— Могу лишь повторить то, что знаю понаслышке: небольшой жар и появление опухолей — бубонов — в паху и подмышками, а затем чёрные пустулы с гноем по всему телу. После их появления начинается гангрена, и больной умирает. Однако если бубоны вскрываются и гной выходит, то больной может выздороветь.
— Возможно, Всевышний хочет преподать нам урок, и нам следует понять его смысл! — воскликнул профессор богословия.
Он был из новой породы назначенцев, наводнивших университеты для распространения идеалов халкидонцев и повышения собственного уровня образования.
— О, ради бога! — раздражённо бросил Кирилл, представитель и поборник классической рационалистической школы. — Давайте будем придерживаться фактов, а не верить слепо в некие фетиши.
Профессор богословия вспыхнул.
— Не думаю, что императору или патриарху понравятся такие речи!
— А я думаю, что у них есть дела и поважнее, — устало отмахнулся Кирилл. — Как и у нас всех. И потому я завершаю наше собрание, пойдёмте по домам — и надеюсь увидеть вас всех в добром здравии, когда моровая язва минует наши края.
Летом того же года[126] чума с лёгкостью преодолела Босфор и обрушилась на Константинополь. В лабиринте тесных улиц, где дома стояли, плотно прижавшись друг к другу, а особенно в бедных кварталах чума распространялась, словно лесной пожар, и первые же признаки заражения становились смертным приговором всему кварталу. Симптомы были одинаковы и неизменны, заразившиеся в муках умирали через несколько дней, а то и в день заражения.
Смертность росла стремительно — пять тысяч умерших в день, десять тысяч... даже шестнадцать тысяч. Захоронение трупов стало почти непреодолимой проблемой. Справиться с этой жуткой задачей Юстиниан повелел своему приближённому, имперскому чиновнику по имени Феодор. Тот распорядился рыть для этих целей огромные рвы в пригороде Сикая, выходящем прямо на бухту Золотой Рог. Однако количество трупов росло с такой скоростью, что вскоре все рвы были заполнены. Феодор в полном отчаянии приказал бросать трупы прямо в башни городских стен, с которых были сняты крыши. Через несколько дней даже самый слабый северный ветер накрывал Константинополь невыносимым смрадом разлагающихся тел.

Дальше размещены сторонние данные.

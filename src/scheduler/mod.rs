//! Cluster-aware task scheduler.
//!
//! [`Scheduler`] is the public surface: register tasks, start the driver, stop
//! it with a graceful drain, toggle and force-run tasks, and query status and
//! history. Everything it owns is per-instance, so several independent
//! schedulers (e.g. simulated nodes in a test) can share one process.

pub mod engine;
pub mod history;
pub mod lock;
pub mod registry;
pub mod task;
pub mod trigger;

use std::sync::{Arc, Mutex, PoisonError};
use std::time::Duration as StdDuration;

use chrono::{DateTime, Duration, Utc};
use serde::Serialize;
use tokio::task::JoinHandle;
use tokio::time::MissedTickBehavior;
use tokio_util::sync::CancellationToken;
use tokio_util::task::TaskTracker;
use tracing::{debug, info, warn};

use crate::error::{Result, SchedulerError};
use crate::storage::Pool;

pub use self::engine::{Executor, RunOutcome, SkipReason};
pub use self::history::{
    ExecutionRecord, ExecutionStatus, FireKind, HistoryPruneTask, HistoryStore, NewExecution,
    TaskStats, DEFAULT_RETENTION_DAYS,
};
pub use self::lock::{LeaseLock, LockRecord, SqliteLeaseLock, DEFAULT_LEASE_WINDOW_SECS};
pub use self::registry::{TaskRegistry, TaskSnapshot};
pub use self::task::{from_fn, FnHandler, TaskHandler, TaskSpec};
pub use self::trigger::Trigger;

/// Name under which [`Scheduler::register_retention_task`] registers pruning.
pub const RETENTION_TASK_NAME: &str = "history-retention";

#[derive(Debug, Clone)]
pub struct SchedulerOptions {
    /// Identity of this process within the cluster.
    pub node_id: String,
    pub lease_window: Duration,
    /// How often the driver checks for due tasks.
    pub tick_interval: StdDuration,
}

impl SchedulerOptions {
    pub fn new(node_id: impl Into<String>) -> Self {
        Self {
            node_id: node_id.into(),
            lease_window: Duration::seconds(DEFAULT_LEASE_WINDOW_SECS),
            tick_interval: StdDuration::from_secs(1),
        }
    }

    pub fn lease_window(mut self, lease_window: Duration) -> Self {
        self.lease_window = lease_window;
        self
    }

    pub fn tick_interval(mut self, tick_interval: StdDuration) -> Self {
        self.tick_interval = tick_interval;
        self
    }
}

/// Status row for one task.
#[derive(Debug, Clone, Serialize)]
pub struct TaskStatus {
    pub name: String,
    pub schedule: String,
    pub enabled: bool,
    pub global: bool,
    pub running: bool,
    pub next_fire: Option<DateTime<Utc>>,
    /// Most recent execution recorded by any node.
    pub last_run: Option<ExecutionRecord>,
    /// Most recent start of a run on this node.
    pub last_local_run: Option<DateTime<Utc>>,
    /// Node currently holding an unexpired lease, for global tasks.
    pub lease_holder: Option<String>,
}

struct Inner {
    registry: TaskRegistry,
    history: HistoryStore,
    lock: Arc<dyn LeaseLock>,
    executor: Executor,
    options: SchedulerOptions,
    tracker: TaskTracker,
    shutdown: CancellationToken,
    driver: Mutex<Option<JoinHandle<()>>>,
}

#[derive(Clone)]
pub struct Scheduler {
    inner: Arc<Inner>,
}

impl Scheduler {
    /// A scheduler whose lease lock lives in the same SQLite database.
    pub fn new(pool: Pool, options: SchedulerOptions) -> Self {
        let lock = Arc::new(SqliteLeaseLock::new(pool.clone()));
        Self::with_lock(pool, lock, options)
    }

    /// A scheduler using a custom [`LeaseLock`] implementation.
    pub fn with_lock(pool: Pool, lock: Arc<dyn LeaseLock>, options: SchedulerOptions) -> Self {
        let registry = TaskRegistry::new();
        let history = HistoryStore::new(pool);
        let executor = Executor::new(
            registry.clone(),
            lock.clone(),
            history.clone(),
            options.node_id.clone(),
            options.lease_window,
        );
        Self {
            inner: Arc::new(Inner {
                registry,
                history,
                lock,
                executor,
                options,
                tracker: TaskTracker::new(),
                shutdown: CancellationToken::new(),
                driver: Mutex::new(None),
            }),
        }
    }

    pub fn node_id(&self) -> &str {
        &self.inner.options.node_id
    }

    pub fn history_store(&self) -> &HistoryStore {
        &self.inner.history
    }

    /// Register a task with default options.
    pub fn register(
        &self,
        name: &str,
        schedule: &str,
        handler: impl TaskHandler + 'static,
        global: bool,
    ) -> Result<()> {
        self.register_task(TaskSpec::new(name, schedule, handler).global(global))
    }

    pub fn register_task(&self, spec: TaskSpec) -> Result<()> {
        let name = spec.name.clone();
        let schedule = spec.schedule.clone();
        let global = spec.global;
        self.inner.registry.register(spec, Utc::now())?;
        info!(task = %name, %schedule, global, "task registered");
        Ok(())
    }

    /// Register history pruning as a local task on `schedule`.
    pub fn register_retention_task(&self, schedule: &str, retention_days: u32) -> Result<()> {
        let handler = HistoryPruneTask::new(self.inner.history.clone(), retention_days);
        self.register(RETENTION_TASK_NAME, schedule, handler, false)
    }

    pub fn enable(&self, name: &str) -> Result<()> {
        self.inner.registry.set_enabled(name, true)?;
        info!(task = %name, "task enabled");
        Ok(())
    }

    /// Prevent future fires. A run already in progress is not interrupted.
    pub fn disable(&self, name: &str) -> Result<()> {
        self.inner.registry.set_enabled(name, false)?;
        info!(task = %name, "task disabled");
        Ok(())
    }

    /// Fire `name` now, outside its schedule, in the background.
    ///
    /// Global tasks still compete for the lease. Must be called from within a
    /// Tokio runtime.
    pub fn trigger_now(&self, name: &str) -> Result<JoinHandle<RunOutcome>> {
        self.check_manual(name)?;
        let executor = self.inner.executor.clone();
        let name = name.to_string();
        info!(task = %name, "manual trigger");
        Ok(self
            .inner
            .tracker
            .spawn(async move { executor.execute(&name, FireKind::Manual).await }))
    }

    /// Fire `name` now and wait for the outcome.
    pub async fn run_now(&self, name: &str) -> Result<RunOutcome> {
        self.check_manual(name)?;
        let executor = self.inner.executor.clone();
        let task = name.to_string();
        let handle = self
            .inner
            .tracker
            .spawn(async move { executor.execute(&task, FireKind::Manual).await });
        handle.await.map_err(|e| SchedulerError::RunAborted {
            name: name.to_string(),
            reason: e.to_string(),
        })
    }

    fn check_manual(&self, name: &str) -> Result<()> {
        if self.inner.shutdown.is_cancelled() {
            return Err(SchedulerError::ShuttingDown);
        }
        if !self.inner.registry.contains(name) {
            return Err(SchedulerError::UnknownTask {
                name: name.to_string(),
            });
        }
        Ok(())
    }

    /// Spawn the driver loop. Must be called from within a Tokio runtime.
    pub fn start(&self) -> Result<()> {
        if self.inner.shutdown.is_cancelled() {
            return Err(SchedulerError::ShuttingDown);
        }
        let mut driver = self
            .inner
            .driver
            .lock()
            .unwrap_or_else(PoisonError::into_inner);
        if driver.is_some() {
            return Err(SchedulerError::AlreadyStarted);
        }

        let registry = self.inner.registry.clone();
        let executor = self.inner.executor.clone();
        let tracker = self.inner.tracker.clone();
        let shutdown = self.inner.shutdown.clone();
        let tick = self.inner.options.tick_interval;
        *driver = Some(tokio::spawn(drive(registry, executor, tracker, shutdown, tick)));

        info!(
            node = %self.inner.options.node_id,
            lease_secs = self.inner.options.lease_window.num_seconds(),
            "scheduler started"
        );
        Ok(())
    }

    /// Stop firing new runs and wait for in-flight executions to finish.
    pub async fn stop(&self) {
        self.inner.shutdown.cancel();
        let driver = self
            .inner
            .driver
            .lock()
            .unwrap_or_else(PoisonError::into_inner)
            .take();
        if let Some(handle) = driver {
            if let Err(e) = handle.await {
                warn!(error = %e, "scheduler driver ended abnormally");
            }
        }

        self.inner.tracker.close();
        let in_flight = self.inner.tracker.len();
        if in_flight > 0 {
            info!(in_flight, "waiting for running tasks to finish");
        }
        self.inner.tracker.wait().await;
        info!(node = %self.inner.options.node_id, "scheduler stopped");
    }

    /// Per-task status. Store failures degrade to registry-only data.
    pub async fn status(&self) -> Vec<TaskStatus> {
        let now = Utc::now();
        let mut out = Vec::new();
        for snap in self.inner.registry.snapshot() {
            let last_run = match self.inner.history.last_run(&snap.name).await {
                Ok(rec) => rec,
                Err(e) => {
                    warn!(task = %snap.name, error = %e, "history unavailable for status");
                    None
                }
            };
            let lease_holder = if snap.global {
                match self.inner.lock.get(&snap.name).await {
                    Ok(Some(rec)) if rec.is_held(now, self.inner.options.lease_window) => rec.holder,
                    Ok(_) => None,
                    Err(e) => {
                        warn!(task = %snap.name, error = %e, "lock store unavailable for status");
                        None
                    }
                }
            } else {
                None
            };
            out.push(TaskStatus {
                name: snap.name,
                schedule: snap.schedule,
                enabled: snap.enabled,
                global: snap.global,
                running: snap.running,
                next_fire: snap.next_fire,
                last_run,
                last_local_run: snap.last_run,
                lease_holder,
            });
        }
        out
    }

    pub async fn history(&self, name: &str, limit: usize) -> Result<Vec<ExecutionRecord>> {
        self.inner.history.history(name, limit).await
    }

    pub async fn stats(&self, name: &str) -> Result<TaskStats> {
        self.inner.history.stats(name).await
    }

    pub async fn last_run(&self, name: &str) -> Result<Option<ExecutionRecord>> {
        self.inner.history.last_run(name).await
    }
}

/// Driver loop: every tick, dispatch due tasks without waiting on them.
async fn drive(
    registry: TaskRegistry,
    executor: Executor,
    tracker: TaskTracker,
    shutdown: CancellationToken,
    tick: StdDuration,
) {
    let mut interval = tokio::time::interval(tick);
    interval.set_missed_tick_behavior(MissedTickBehavior::Skip);

    loop {
        tokio::select! {
            _ = shutdown.cancelled() => break,
            _ = interval.tick() => {
                for name in registry.take_due(Utc::now()) {
                    debug!(task = %name, "task due");
                    let executor = executor.clone();
                    tracker.spawn(async move {
                        executor.execute(&name, FireKind::Scheduled).await;
                    });
                }
            }
        }
    }
    debug!("scheduler driver exited");
}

Жители города сидели по домам, боясь заразиться, — там же, в своих домах, они и умирали. Сотни зданий по всему городу стали склепами, и умершие гнили в них, потому что не находилось храбрецов, рискующих вынести и похоронить их...
Казалось, хуже уже и быть не может... но в этот момент чумой заболел император.
Юстиниан почти совсем утратил и популярность, и авторитет. Народ не мог простить ему жёсткую политику, подавление Никейского восстания и последовавшие за этим репрессии. Налоги, необходимые для содержания армий в Африке, Италии и Персии, невыносимым грузом легли почти на всех. Однако он был римским императором и в глазах простых людей — наместником Христа и защитником страны от сил зла и варваров, которые представляли собой постоянную и страшную угрозу Римскому миру.
Но если император заболел чумой — значит, Бог отвернулся от римлян? И если это случилось с Юстинианом, облечённым высшей властью и богатством человеком, — разве была надежда у всех остальных?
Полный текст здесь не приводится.